Class Conflict Tuition Homes Leave College Students in Debt Loan between Paid Work and Course Work

The General Theme

Academic stress among college students has been a topic of interest for many years this is the main theme of the paper which will be discussed. College students experience high stress at predictable times each semester due to class conflicts that affects academic commitments, and make a student to fall in to financial pressures, and lack of time management skills. When stress is perceived negatively or becomes excessive, it can affect health, academic performance, and increase debt loan between paid work and course work (Camp bell & Svenson, 1992).

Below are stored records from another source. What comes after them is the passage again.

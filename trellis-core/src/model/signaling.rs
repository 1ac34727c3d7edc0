use crate::model::{ChatMessage, ConnectionId, RoomId};
use serde::{Deserialize, Serialize};

/// STUN/TURN server entry handed to the media engine. Credentials are
/// optional for plain STUN.
#[derive(Debug, Clone, Serialize, Deserialize)]
pub struct IceServerConfig {
    pub urls: Vec<String>,
    pub username: Option<String>,
    pub credential: Option<String>,
}

impl IceServerConfig {
    pub fn stun(url: impl Into<String>) -> Self {
        Self {
            urls: vec![url.into()],
            username: None,
            credential: None,
        }
    }
}

/// One path-discovery entry. The sdp blob and its placement hints are
/// opaque to the relay; only the media engine interprets them.
#[derive(Debug, Clone, Serialize, Deserialize, PartialEq, Eq)]
pub struct CandidatePayload {
    pub candidate: String,
    pub sdp_mid: Option<String>,
    pub sdp_m_line_index: Option<u16>,
}

/// Everything a client may send up the signaling channel.
#[derive(Debug, Clone, Serialize, Deserialize, PartialEq)]
#[serde(tag = "op", content = "d", rename_all = "kebab-case")]
pub enum ClientMessage {
    JoinRoom {
        room: RoomId,
        display_name: String,
    },
    Offer {
        sdp: String,
        to: ConnectionId,
    },
    Answer {
        sdp: String,
        to: ConnectionId,
    },
    Candidate {
        candidate: CandidatePayload,
        to: ConnectionId,
    },
    SendMessage(ChatMessage),
}

/// Everything the server may push down to a client. Offer, answer and
/// candidate arrive relabeled with the sender in place of the original
/// `to` address.
#[derive(Debug, Clone, Serialize, Deserialize, PartialEq)]
#[serde(tag = "op", content = "d", rename_all = "kebab-case")]
pub enum ServerEvent {
    PeerJoined {
        remote: ConnectionId,
        display_name: String,
        /// True when the receiving side was already in the room and must
        /// open negotiation toward `remote`; false for the newcomer.
        initiator: bool,
    },
    Offer {
        sdp: String,
        from: ConnectionId,
    },
    Answer {
        sdp: String,
        from: ConnectionId,
    },
    Candidate {
        candidate: CandidatePayload,
        from: ConnectionId,
    },
    ReceiveMessage(ChatMessage),
    PeerLeft {
        remote: ConnectionId,
        display_name: String,
    },
}
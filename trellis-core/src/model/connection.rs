use serde::{Deserialize, Serialize};
use std::fmt;
use std::str::FromStr;
use uuid::Uuid;

/// Ephemeral identifier of one live signaling connection. Assigned by the
/// transport layer per connection, never a durable user id.
#[derive(Debug, Serialize, Deserialize, Clone, Copy, Hash, Eq, PartialEq)]
pub struct ConnectionId(pub Uuid);

impl ConnectionId {
    pub fn new() -> Self {
        Self(Uuid::new_v4())
    }
}

impl Default for ConnectionId {
    fn default() -> Self {
        Self::new()
    }
}

impl FromStr for ConnectionId {
    type Err = uuid::Error;

    fn from_str(s: &str) -> Result<Self, Self::Err> {
        Ok(Self(Uuid::parse_str(s)?))
    }
}

impl fmt::Display for ConnectionId {
    fn fmt(&self, f: &mut fmt::Formatter<'_>) -> fmt::Result {
        write!(f, "{}", self.0)
    }
}
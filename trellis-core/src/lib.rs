pub mod error;
pub mod model;

pub use error::ValidationError;
pub use model::{
    CandidatePayload, ChatMessage, ClientMessage, ConnectionId, IceServerConfig, Participant,
    RoomId, ServerEvent,
};
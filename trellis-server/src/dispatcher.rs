use crate::chat::ChatRelay;
use crate::presence::RoomPresenceRegistry;
use crate::relay::SignalingRelay;
use std::sync::Arc;
use tracing::{debug, warn};
use trellis_core::{ClientMessage, ConnectionId, RoomId, ServerEvent, ValidationError};

/// Thin composition of registry and relay: turns each client message into
/// registry mutations plus addressed deliveries. Handlers never block on
/// I/O; all sends are fire-and-forget.
#[derive(Clone)]
pub struct RelayDispatcher {
    registry: Arc<RoomPresenceRegistry>,
    relay: Arc<SignalingRelay>,
    chat: ChatRelay,
}

impl RelayDispatcher {
    pub fn new() -> Self {
        let registry = Arc::new(RoomPresenceRegistry::new());
        let relay = Arc::new(SignalingRelay::new(registry.clone()));
        let chat = ChatRelay::new(relay.clone());
        Self {
            registry,
            relay,
            chat,
        }
    }

    pub fn registry(&self) -> &Arc<RoomPresenceRegistry> {
        &self.registry
    }

    pub fn relay(&self) -> &Arc<SignalingRelay> {
        &self.relay
    }

    pub fn handle(&self, from: ConnectionId, message: ClientMessage) {
        match message {
            ClientMessage::JoinRoom { room, display_name } => {
                self.handle_join(from, room, display_name);
            }
            ClientMessage::Offer { sdp, to } => {
                self.relay.unicast(&to, ServerEvent::Offer { sdp, from });
            }
            ClientMessage::Answer { sdp, to } => {
                self.relay.unicast(&to, ServerEvent::Answer { sdp, from });
            }
            ClientMessage::Candidate { candidate, to } => {
                self.relay
                    .unicast(&to, ServerEvent::Candidate { candidate, from });
            }
            ClientMessage::SendMessage(message) => self.chat.send(message),
        }
    }

    /// Introduces each unordered pair exactly once: every member already
    /// present hears about the newcomer with the initiator role, and the
    /// newcomer hears about each of them as responder.
    fn handle_join(&self, from: ConnectionId, room: RoomId, display_name: String) {
        if room.is_empty() {
            warn!(%from, error = %ValidationError::EmptyRoomId, "join-room rejected");
            return;
        }
        if display_name.is_empty() {
            warn!(%from, error = %ValidationError::EmptyDisplayName, "join-room rejected");
            return;
        }

        let existing = self.registry.join(from, &room, &display_name);
        debug!(%from, %room, existing = existing.len(), "introducing pairs");

        for member in existing {
            self.relay.unicast(
                &member.connection,
                ServerEvent::PeerJoined {
                    remote: from,
                    display_name: display_name.clone(),
                    initiator: true,
                },
            );
            self.relay.unicast(
                &from,
                ServerEvent::PeerJoined {
                    remote: member.connection,
                    display_name: member.display_name,
                    initiator: false,
                },
            );
        }
    }

    /// Transport loss and explicit leave share this path: detach the
    /// sink, sweep the registry, and tell each remaining member once.
    /// An emptied room produces no departure events at all.
    pub fn handle_disconnect(&self, connection: ConnectionId) {
        self.relay.detach(&connection);

        for departure in self.registry.leave(&connection) {
            for member in &departure.remaining {
                self.relay.unicast(
                    &member.connection,
                    ServerEvent::PeerLeft {
                        remote: connection,
                        display_name: departure.display_name.clone(),
                    },
                );
            }
        }
    }
}

impl Default for RelayDispatcher {
    fn default() -> Self {
        Self::new()
    }
}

University students often attempt to control and reduce their stress through avoidance, religious and social support, or positive reappraisal (Mattlin, Wethington, & Kessler, 1990; Blake & Vandiver, 1988). Leisure satisfaction and fitness activities act as stress buffers, providing a sense of purpose and competence for college students. Student academic stress is also reduced and controlled through effective time management and study techniques (Brown, 1991). Macan (1990) found those students who perceived themselves in control of their time reported greater work and life satisfactions and fewer job-induced and somatic tensions. These facts prove the general theme because they show that the students cannot balance their work life and course work due to class conflicts.

The Theoretical Paradigm

Increasing Debt Burden

The same students who are working long hours to pay their rising tuition bills are likely to rely on financial aid. Indeed, seven out of ten full-time students receive financial aid. Unfortunately, financial aid does not help as much as it once did. Pell grants are the most important needs-based aid program for low-income college students. Growing out of the War on Poverty ...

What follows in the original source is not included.